The short answer is that it is very hard to provide a definitive answer to this question – this is due to a a number of factors ranging from the structure of the South African economy through to the COVID-19 pandemic and lack of economic growth.
What are the some of the key factors influencing success or failure in the ESD universe?
Short-term thinking when it comes to ESD:
The first is that we often underestimate the gap between Enterprise Development and Supplier Development. It is relatively easy to invest support in SMEs, it is very different story to integrate these SMEs into your supply chain.

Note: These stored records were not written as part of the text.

use wgpu::util::DeviceExt;

use crate::params::BloomSettings;

/// Number of blur octaves: each level halves the resolution and widens
/// the kernel.
pub const MIP_COUNT: usize = 5;
const KERNEL_RADII: [f32; MIP_COUNT] = [3.0, 5.0, 7.0, 9.0, 11.0];

const BLOOM_FORMAT: wgpu::TextureFormat = wgpu::TextureFormat::Rgba16Float;

#[repr(C)]
#[derive(Copy, Clone, Debug, bytemuck::Pod, bytemuck::Zeroable)]
struct BlurUniform {
    direction: [f32; 2],
    inv_size: [f32; 2],
    kernel_radius: f32,
    _pad: [f32; 3],
}

/// One recorded blur step: draw into `target` sampling the previous step.
struct BlurStep {
    bind_group: wgpu::BindGroup,
    target: wgpu::TextureView,
}

/// Bloom post-process: luminosity threshold at half resolution, a chain of
/// separable gaussian blurs, then a weighted composite over the scene.
///
/// Threshold, strength and radius are live-tunable through one settings
/// buffer shared by the threshold and composite shaders.
pub struct BloomPass {
    settings_buffer: wgpu::Buffer,
    sampler: wgpu::Sampler,

    threshold_layout: wgpu::BindGroupLayout,
    blur_layout: wgpu::BindGroupLayout,
    composite_layout: wgpu::BindGroupLayout,
    threshold_pipeline: wgpu::RenderPipeline,
    blur_pipeline: wgpu::RenderPipeline,
    composite_pipeline: wgpu::RenderPipeline,

    // Resolution-dependent state, rebuilt by `resize`
    threshold_bind_group: Option<wgpu::BindGroup>,
    bright_view: Option<wgpu::TextureView>,
    blur_steps: Vec<BlurStep>,
    composite_bind_group: Option<wgpu::BindGroup>,
}

impl BloomPass {
    pub fn new(
        device: &wgpu::Device,
        settings: &BloomSettings,
        output_format: wgpu::TextureFormat,
    ) -> Self {
        let settings_buffer = device.create_buffer_init(&wgpu::util::BufferInitDescriptor {
            label: Some("Bloom Settings"),
            contents: bytemuck::cast_slice(&[*settings]),
            usage: wgpu::BufferUsages::UNIFORM | wgpu::BufferUsages::COPY_DST,
        });

        let sampler = device.create_sampler(&wgpu::SamplerDescriptor {
            address_mode_u: wgpu::AddressMode::ClampToEdge,
            address_mode_v: wgpu::AddressMode::ClampToEdge,
            address_mode_w: wgpu::AddressMode::ClampToEdge,
            mag_filter: wgpu::FilterMode::Linear,
            min_filter: wgpu::FilterMode::Linear,
            mipmap_filter: wgpu::FilterMode::Nearest,
            ..Default::default()
        });

        let texture_entry = |binding| wgpu::BindGroupLayoutEntry {
            binding,
            visibility: wgpu::ShaderStages::FRAGMENT,
            ty: wgpu::BindingType::Texture {
                sample_type: wgpu::TextureSampleType::Float { filterable: true },
                view_dimension: wgpu::TextureViewDimension::D2,
                multisampled: false,
            },
            count: None,
        };
        let sampler_entry = |binding| wgpu::BindGroupLayoutEntry {
            binding,
            visibility: wgpu::ShaderStages::FRAGMENT,
            ty: wgpu::BindingType::Sampler(wgpu::SamplerBindingType::Filtering),
            count: None,
        };
        let uniform_entry = |binding| wgpu::BindGroupLayoutEntry {
            binding,
            visibility: wgpu::ShaderStages::FRAGMENT,
            ty: wgpu::BindingType::Buffer {
                ty: wgpu::BufferBindingType::Uniform,
                has_dynamic_offset: false,
                min_binding_size: None,
            },
            count: None,
        };

        let threshold_layout = device.create_bind_group_layout(&wgpu::BindGroupLayoutDescriptor {
            entries: &[texture_entry(0), sampler_entry(1), uniform_entry(2)],
            label: Some("bloom_threshold_layout"),
        });

        let blur_layout = device.create_bind_group_layout(&wgpu::BindGroupLayoutDescriptor {
            entries: &[texture_entry(0), sampler_entry(1), uniform_entry(2)],
            label: Some("bloom_blur_layout"),
        });

        let composite_layout = device.create_bind_group_layout(&wgpu::BindGroupLayoutDescriptor {
            entries: &[
                texture_entry(0),
                texture_entry(1),
                texture_entry(2),
                texture_entry(3),
                texture_entry(4),
                texture_entry(5),
                sampler_entry(6),
                uniform_entry(7),
            ],
            label: Some("bloom_composite_layout"),
        });

        let threshold_pipeline = fullscreen_pipeline(
            device,
            "Bloom Threshold Pipeline",
            &threshold_layout,
            include_str!("shaders/bloom_threshold.wgsl"),
            BLOOM_FORMAT,
        );
        let blur_pipeline = fullscreen_pipeline(
            device,
            "Bloom Blur Pipeline",
            &blur_layout,
            include_str!("shaders/bloom_blur.wgsl"),
            BLOOM_FORMAT,
        );
        let composite_pipeline = fullscreen_pipeline(
            device,
            "Bloom Composite Pipeline",
            &composite_layout,
            include_str!("shaders/bloom_composite.wgsl"),
            output_format,
        );

        Self {
            settings_buffer,
            sampler,
            threshold_layout,
            blur_layout,
            composite_layout,
            threshold_pipeline,
            blur_pipeline,
            composite_pipeline,
            threshold_bind_group: None,
            bright_view: None,
            blur_steps: Vec::new(),
            composite_bind_group: None,
        }
    }

    /// Rebuild every resolution-dependent target and bind group.
    /// `scene_view` is the HDR scene color this pass reads.
    pub fn resize(
        &mut self,
        device: &wgpu::Device,
        width: u32,
        height: u32,
        scene_view: &wgpu::TextureView,
    ) {
        let target = |label: &str, w: u32, h: u32| {
            let texture = device.create_texture(&wgpu::TextureDescriptor {
                label: Some(label),
                size: wgpu::Extent3d {
                    width: w.max(1),
                    height: h.max(1),
                    depth_or_array_layers: 1,
                },
                mip_level_count: 1,
                sample_count: 1,
                dimension: wgpu::TextureDimension::D2,
                format: BLOOM_FORMAT,
                usage: wgpu::TextureUsages::RENDER_ATTACHMENT
                    | wgpu::TextureUsages::TEXTURE_BINDING,
                view_formats: &[],
            });
            texture.create_view(&wgpu::TextureViewDescriptor::default())
        };

        // Threshold extraction at half resolution
        let bright_view = target("Bloom Bright", width / 2, height / 2);
        self.threshold_bind_group = Some(device.create_bind_group(&wgpu::BindGroupDescriptor {
            layout: &self.threshold_layout,
            entries: &[
                wgpu::BindGroupEntry {
                    binding: 0,
                    resource: wgpu::BindingResource::TextureView(scene_view),
                },
                wgpu::BindGroupEntry {
                    binding: 1,
                    resource: wgpu::BindingResource::Sampler(&self.sampler),
                },
                wgpu::BindGroupEntry {
                    binding: 2,
                    resource: self.settings_buffer.as_entire_binding(),
                },
            ],
            label: Some("bloom_threshold_bind_group"),
        }));

        self.blur_steps.clear();
        let mut mip_views = Vec::with_capacity(MIP_COUNT);
        let mut source = bright_view.clone();

        for (level, radius) in KERNEL_RADII.iter().enumerate() {
            let w = (width / 2) >> level;
            let h = (height / 2) >> level;
            let horizontal = target(&format!("Bloom Mip {} H", level), w, h);
            let vertical = target(&format!("Bloom Mip {} V", level), w, h);

            for (direction, src, dst) in [
                ([1.0_f32, 0.0], &source, &horizontal),
                ([0.0, 1.0_f32], &horizontal, &vertical),
            ] {
                let uniform = device.create_buffer_init(&wgpu::util::BufferInitDescriptor {
                    label: Some("Bloom Blur Uniform"),
                    contents: bytemuck::cast_slice(&[BlurUniform {
                        direction,
                        inv_size: [1.0 / w.max(1) as f32, 1.0 / h.max(1) as f32],
                        kernel_radius: *radius,
                        _pad: [0.0; 3],
                    }]),
                    usage: wgpu::BufferUsages::UNIFORM,
                });

                let bind_group = device.create_bind_group(&wgpu::BindGroupDescriptor {
                    layout: &self.blur_layout,
                    entries: &[
                        wgpu::BindGroupEntry {
                            binding: 0,
                            resource: wgpu::BindingResource::TextureView(src),
                        },
                        wgpu::BindGroupEntry {
                            binding: 1,
                            resource: wgpu::BindingResource::Sampler(&self.sampler),
                        },
                        wgpu::BindGroupEntry {
                            binding: 2,
                            resource: uniform.as_entire_binding(),
                        },
                    ],
                    label: Some("bloom_blur_bind_group"),
                });

                self.blur_steps.push(BlurStep {
                    bind_group,
                    target: dst.clone(),
                });
            }

            source = vertical.clone();
            mip_views.push(vertical);
        }

        self.composite_bind_group = Some(device.create_bind_group(&wgpu::BindGroupDescriptor {
            layout: &self.composite_layout,
            entries: &[
                wgpu::BindGroupEntry {
                    binding: 0,
                    resource: wgpu::BindingResource::TextureView(scene_view),
                },
                wgpu::BindGroupEntry {
                    binding: 1,
                    resource: wgpu::BindingResource::TextureView(&mip_views[0]),
                },
                wgpu::BindGroupEntry {
                    binding: 2,
                    resource: wgpu::BindingResource::TextureView(&mip_views[1]),
                },
                wgpu::BindGroupEntry {
                    binding: 3,
                    resource: wgpu::BindingResource::TextureView(&mip_views[2]),
                },
                wgpu::BindGroupEntry {
                    binding: 4,
                    resource: wgpu::BindingResource::TextureView(&mip_views[3]),
                },
                wgpu::BindGroupEntry {
                    binding: 5,
                    resource: wgpu::BindingResource::TextureView(&mip_views[4]),
                },
                wgpu::BindGroupEntry {
                    binding: 6,
                    resource: wgpu::BindingResource::Sampler(&self.sampler),
                },
                wgpu::BindGroupEntry {
                    binding: 7,
                    resource: self.settings_buffer.as_entire_binding(),
                },
            ],
            label: Some("bloom_composite_bind_group"),
        }));
        self.bright_view = Some(bright_view);
    }

    /// Write-through for a panel edit of threshold/strength/radius.
    pub fn write_settings(&self, queue: &wgpu::Queue, settings: &BloomSettings) {
        queue.write_buffer(&self.settings_buffer, 0, bytemuck::cast_slice(&[*settings]));
    }

    /// Record threshold, blur chain and composite. The composite draws the
    /// scene plus bloom into `output_view`.
    pub fn render(&self, encoder: &mut wgpu::CommandEncoder, output_view: &wgpu::TextureView) {
        let (Some(threshold_bind_group), Some(bright_view), Some(composite_bind_group)) = (
            &self.threshold_bind_group,
            &self.bright_view,
            &self.composite_bind_group,
        ) else {
            // resize has not run yet
            return;
        };

        fullscreen_draw(
            encoder,
            "Bloom Threshold",
            &self.threshold_pipeline,
            threshold_bind_group,
            bright_view,
        );

        for step in &self.blur_steps {
            fullscreen_draw(
                encoder,
                "Bloom Blur",
                &self.blur_pipeline,
                &step.bind_group,
                &step.target,
            );
        }

        fullscreen_draw(
            encoder,
            "Bloom Composite",
            &self.composite_pipeline,
            composite_bind_group,
            output_view,
        );
    }
}

fn fullscreen_pipeline(
    device: &wgpu::Device,
    label: &str,
    layout: &wgpu::BindGroupLayout,
    shader_source: &str,
    target_format: wgpu::TextureFormat,
) -> wgpu::RenderPipeline {
    let shader = device.create_shader_module(wgpu::ShaderModuleDescriptor {
        label: Some(label),
        source: wgpu::ShaderSource::Wgsl(shader_source.into()),
    });

    let pipeline_layout = device.create_pipeline_layout(&wgpu::PipelineLayoutDescriptor {
        label: Some(label),
        bind_group_layouts: &[layout],
        push_constant_ranges: &[],
    });

    device.create_render_pipeline(&wgpu::RenderPipelineDescriptor {
        label: Some(label),
        layout: Some(&pipeline_layout),
        vertex: wgpu::VertexState {
            module: &shader,
            entry_point: Some("vs_main"),
            buffers: &[],
            compilation_options: Default::default(),
        },
        fragment: Some(wgpu::FragmentState {
            module: &shader,
            entry_point: Some("fs_main"),
            targets: &[Some(wgpu::ColorTargetState {
                format: target_format,
                blend: Some(wgpu::BlendState::REPLACE),
                write_mask: wgpu::ColorWrites::ALL,
            })],
            compilation_options: Default::default(),
        }),
        primitive: wgpu::PrimitiveState {
            topology: wgpu::PrimitiveTopology::TriangleList,
            strip_index_format: None,
            front_face: wgpu::FrontFace::Ccw,
            cull_mode: None,
            polygon_mode: wgpu::PolygonMode::Fill,
            unclipped_depth: false,
            conservative: false,
        },
        depth_stencil: None,
        multisample: wgpu::MultisampleState {
            count: 1,
            mask: !0,
            alpha_to_coverage_enabled: false,
        },
        multiview: None,
        cache: None,
    })
}

fn fullscreen_draw(
    encoder: &mut wgpu::CommandEncoder,
    label: &str,
    pipeline: &wgpu::RenderPipeline,
    bind_group: &wgpu::BindGroup,
    target: &wgpu::TextureView,
) {
    let mut pass = encoder.begin_render_pass(&wgpu::RenderPassDescriptor {
        label: Some(label),
        color_attachments: &[Some(wgpu::RenderPassColorAttachment {
            view: target,
            resolve_target: None,
            ops: wgpu::Operations {
                load: wgpu::LoadOp::Clear(wgpu::Color::BLACK),
                store: wgpu::StoreOp::Store,
            },
            depth_slice: None,
        })],
        depth_stencil_attachment: None,
        occlusion_query_set: None,
        timestamp_writes: None,
    });
    pass.set_pipeline(pipeline);
    pass.set_bind_group(0, bind_group, &[]);
    pass.draw(0..3, 0..1);
}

Consider being a components manufacturer for an automotive OEM where you need to comply with regulated manufacturing standards, need to integrate safety and technology standards into your operations and have capacity to meet minimum order quantities. These are not things which happen overnight – it takes a combined effort between the Measured Entity and the supplier over many months and years to align.
Despite this, many of the ESD programmes which are in the market are short-term in nature with organisations being incentivised to support more – rather than better quality – SMEs.
Is it the role of business to develop SMEs?
One of the debates which continues to rage on is whether it is the purpose of businesses to artificially develop other SMEs.
Earlier this year, we attended a workshop where a mining executive and an ESD executive from a bank went head-to-head on this topic. The mining executive made the point that their core business was mining – not funding glove and safety equipment manufacturers (as an example).
The banking representative rebuttal was that it was “the right thing to do because the country needs SMEs because they create jobs”.
Unfortunately, this is one of the problems with the ESD space: Everybody wants to help SMEs flourish but the primary way for SMEs to grow is by growing the economy.
ESD thresholds should potentially be reviewed:
An interesting discussion point around the world of ESD related to the thresholds for ESD investments.
The point was made that the R10m and R50m thresholds had not been reviewed since. The ESD legislation had been introduced. This raised some interesting discussions around where in the value chain ESD was actually the most effective.
Was the purpose to support start-up and early-stage businesses in the EME universe or more mature businesses?
Specialists versus generalists:
Organisations should take a long, hard look at the types of opportunities they are making available in their ESD universe. Too often the opportunities being made available to SMEs are in the highly-commoditised, low margin areas of their supply chain (Maintenance, Cleaning, Recruitment etc.)
Higher margin, better quality opportunities remain reserved for established/entrenched suppliers with the Measured Entity complaining that they cannot identify suitable suppliers. Legal, finance / financial services and other advisory work are areas where many supply chains could be opened up.
Leakage in the ESD universe is becoming an issue:
The ESD universe often has a number of intermediaries who are all looking for their piece of the pie – ESD is becoming a “sold” product rather than a bought product.
This was one of the key findings of the GIBS research which was cause for concern. Funders were looking to meet their ESD spend targets and would then hand over their budgets to intermediaries who would then cobble together random SMEs for a 12-month programme.
There was some mention [at the GIBS presentation] of “regulation” of ESD coming in, but this would appear to be challenging as it would likely lead to existing players becoming deeper entrenched.
What is clear is that the Enterprise and Supplier Development landscape is becoming increasingly more sophisticated as businesses expect greater impact from their investments. With alternative funding mechanisms such as Responsible Finance, Sustainability-Linked funding, and Environmental, Social and Governance (ESG) funding being made available, we can expect greater scrutiny on how this funding is deployed and the impact it delivers.